The survey by the Alliance for Campaign Finance Monitoring (ACFIM) explored the relationship between money and voters choices. ACFIM aocates increased transparency in the practice of financing political parties and election campaigns in Uganda.
About 146 MPs were randomly surveyed from 275 directly- elected, non-minister MPs. From the findings, MPs spend an average of Shs 4.6m each every time they visit their constituencies. Clustered in four regions, the survey found that MPs from western Uganda are the biggest spenders at Shs 6.1m per constituency visit.
These are followed by MPs from the east (Shs 4.6m), central region (Shs 4.5m), and northern Uganda (Shs 2.4m). On the basis of political affiliation, members of the ruling NRM spend a lot more than their Independent or opposition colleagues. NRM MPs average Shs 5.3m on each constituency visit, Shs 2.5m more than their opposition colleagues.
A veteran legislator is quoted as saying that MPs are judged in the constituencies by how much they give.
“People think that they should keep on milking you… and if you don’t do this in the eyes of the voters, you have not performed,” the unnamed MP said.
Afraid of losing their re-election bids, the legislators admitted that they are forced to finance projects that are not part of their responsibilities. Apart from addressing individual financial needs of constituents, MPs are also burdened with requests for contribution to projects such as construction of churches, mosques, schools and other communal projects.

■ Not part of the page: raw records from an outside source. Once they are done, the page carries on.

//! Configuration for the peer and its collaborators

use serde::{Deserialize, Serialize};
use std::path::PathBuf;

/// Peer configuration
#[derive(Debug, Clone, Serialize, Deserialize)]
#[serde(default)]
pub struct Config {
    /// Data directory for RocksDB
    pub data_dir: PathBuf,

    /// RocksDB configuration
    pub rocksdb: RocksDBConfig,

    /// Invocation ordering configuration
    pub peer: PeerConfig,

    /// Identity configuration
    pub identity: IdentityConfig,

    /// Event delivery configuration
    pub events: EventsConfig,
}

impl Default for Config {
    fn default() -> Self {
        Self {
            data_dir: PathBuf::from("./data/ledger"),
            rocksdb: RocksDBConfig::default(),
            peer: PeerConfig::default(),
            identity: IdentityConfig::default(),
            events: EventsConfig::default(),
        }
    }
}

/// RocksDB configuration
#[derive(Debug, Clone, Serialize, Deserialize)]
#[serde(default)]
pub struct RocksDBConfig {
    /// Write buffer size (MB)
    pub write_buffer_size_mb: usize,

    /// Max write buffers
    pub max_write_buffer_number: i32,

    /// Max background jobs (compaction + flush)
    pub max_background_jobs: i32,

    /// Enable statistics
    pub enable_statistics: bool,
}

impl Default for RocksDBConfig {
    fn default() -> Self {
        Self {
            write_buffer_size_mb: 64,
            max_write_buffer_number: 2,
            max_background_jobs: 2,
            enable_statistics: false,
        }
    }
}

/// Invocation ordering configuration
#[derive(Debug, Clone, Serialize, Deserialize)]
#[serde(default)]
pub struct PeerConfig {
    /// Bounded mailbox size (backpressure on submitters)
    pub mailbox_capacity: usize,
}

impl Default for PeerConfig {
    fn default() -> Self {
        Self {
            mailbox_capacity: 1000,
        }
    }
}

/// Identity configuration
#[derive(Debug, Clone, Default, Serialize, Deserialize)]
#[serde(default)]
pub struct IdentityConfig {
    /// Hex-encoded ed25519 public keys of trusted certificate issuers
    pub trusted_issuers: Vec<String>,
}

/// Event delivery configuration
#[derive(Debug, Clone, Serialize, Deserialize)]
#[serde(default)]
pub struct EventsConfig {
    /// Per-subscriber broadcast buffer
    pub broadcast_capacity: usize,

    /// Also append every event to the RocksDB event log
    pub persist: bool,
}

impl Default for EventsConfig {
    fn default() -> Self {
        Self {
            broadcast_capacity: 256,
            persist: true,
        }
    }
}

impl Config {
    /// Load from file
    pub fn from_file(path: impl AsRef<std::path::Path>) -> crate::Result<Self> {
        let content = std::fs::read_to_string(path)?;
        Self::from_toml(&content)
    }

    /// Parse from a TOML document
    pub fn from_toml(content: &str) -> crate::Result<Self> {
        toml::from_str(content)
            .map_err(|e| crate::Error::Config(format!("Failed to parse config: {}", e)))
    }

    /// Load from environment variables
    pub fn from_env() -> crate::Result<Self> {
        let mut config = Config::default();

        if let Ok(data_dir) = std::env::var("LOAN_DATA_DIR") {
            config.data_dir = PathBuf::from(data_dir);
        }

        if let Ok(issuers) = std::env::var("LOAN_TRUSTED_ISSUERS") {
            config.identity.trusted_issuers = issuers
                .split(',')
                .map(str::trim)
                .filter(|s| !s.is_empty())
                .map(str::to_string)
                .collect();
        }

        if let Ok(capacity) = std::env::var("LOAN_MAILBOX_CAPACITY") {
            config.peer.mailbox_capacity = capacity.parse().map_err(|e| {
                crate::Error::Config(format!("Invalid LOAN_MAILBOX_CAPACITY: {}", e))
            })?;
        }

        Ok(config)
    }
}

#[cfg(test)]
mod tests {
    use super::*;

    #[test]
    fn test_default_config() {
        let config = Config::default();
        assert_eq!(config.data_dir, PathBuf::from("./data/ledger"));
        assert_eq!(config.peer.mailbox_capacity, 1000);
        assert!(config.identity.trusted_issuers.is_empty());
        assert!(config.events.persist);
    }

    #[test]
    fn test_partial_toml_uses_defaults() {
        let config = Config::from_toml(
            r#"
            data_dir = "/var/lib/loans"

            [identity]
            trusted_issuers = ["00"]
            "#,
        )
        .unwrap();

        assert_eq!(config.data_dir, PathBuf::from("/var/lib/loans"));
        assert_eq!(config.identity.trusted_issuers, vec!["00".to_string()]);
        assert_eq!(config.peer.mailbox_capacity, 1000);
    }

    #[test]
    fn test_invalid_toml() {
        assert!(matches!(
            Config::from_toml("data_dir = ["),
            Err(crate::Error::Config(_))
        ));
    }
}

The MPs spent an average of Shs 36.7m last year each in contributions to such projects, according to the survey. MPs from western Uganda still lead here, with each averaging Shs 45.9m in such donations. This expenditure is Shs 8.5m more than Buganda MPs spent. Eastern legislators spent Shs 35.7m each in contributions to communal projects, Shs 15.3m more than what each of the MPs from the north spent.
On communal services such as ambulances, boreholes, feeder roads, bridge repairs, public schools or health facilities that should be the responsibility of government each of the MPs spent an average of Shs 38.3m in the previous year. Ironically, ruling party MPs trailed their independent colleagues in making contributions to such projects.
According to the survey results, independent MPs spent on average Shs 85.6m, more than double what the NRM MPs offered. The burden is mostly shouldered by MPs from the east who on average spend Shs 60.9m, followed by their central region colleagues at Shs 43.6m.
This is the only area where MPs from the west spend less at an average of Shs 31.3m while the average expenditure of each MP from the north stands at Shs 22.1m.
The sources of the funds are not explained, according to the survey report, but the respondents indicated that the figures might further increase as the country moves into the election year.
“The results of [the survey] suggest both a bleak future for Uganda’s democracy journey, and an increasingly non-responsive political leadership,” said Richard Ssewakiryanga, the head of the Uganda National NGO forum.
Based on the findings of the survey, civil society organizations (CSOs) under the Black Monday movement on March 30 launched a campaign dubbed anti-vote buyingselling through which they hope to mobilize the electorate against voter bribery ahead of the 2016 elections.
“Leaders that buy votes are not only irresponsible but also dangerous to a young and growing democracy. Ugandans should thus prepare to reject such leaders and vote for individuals with qualities of good leaders,” Ssewakiryanga said.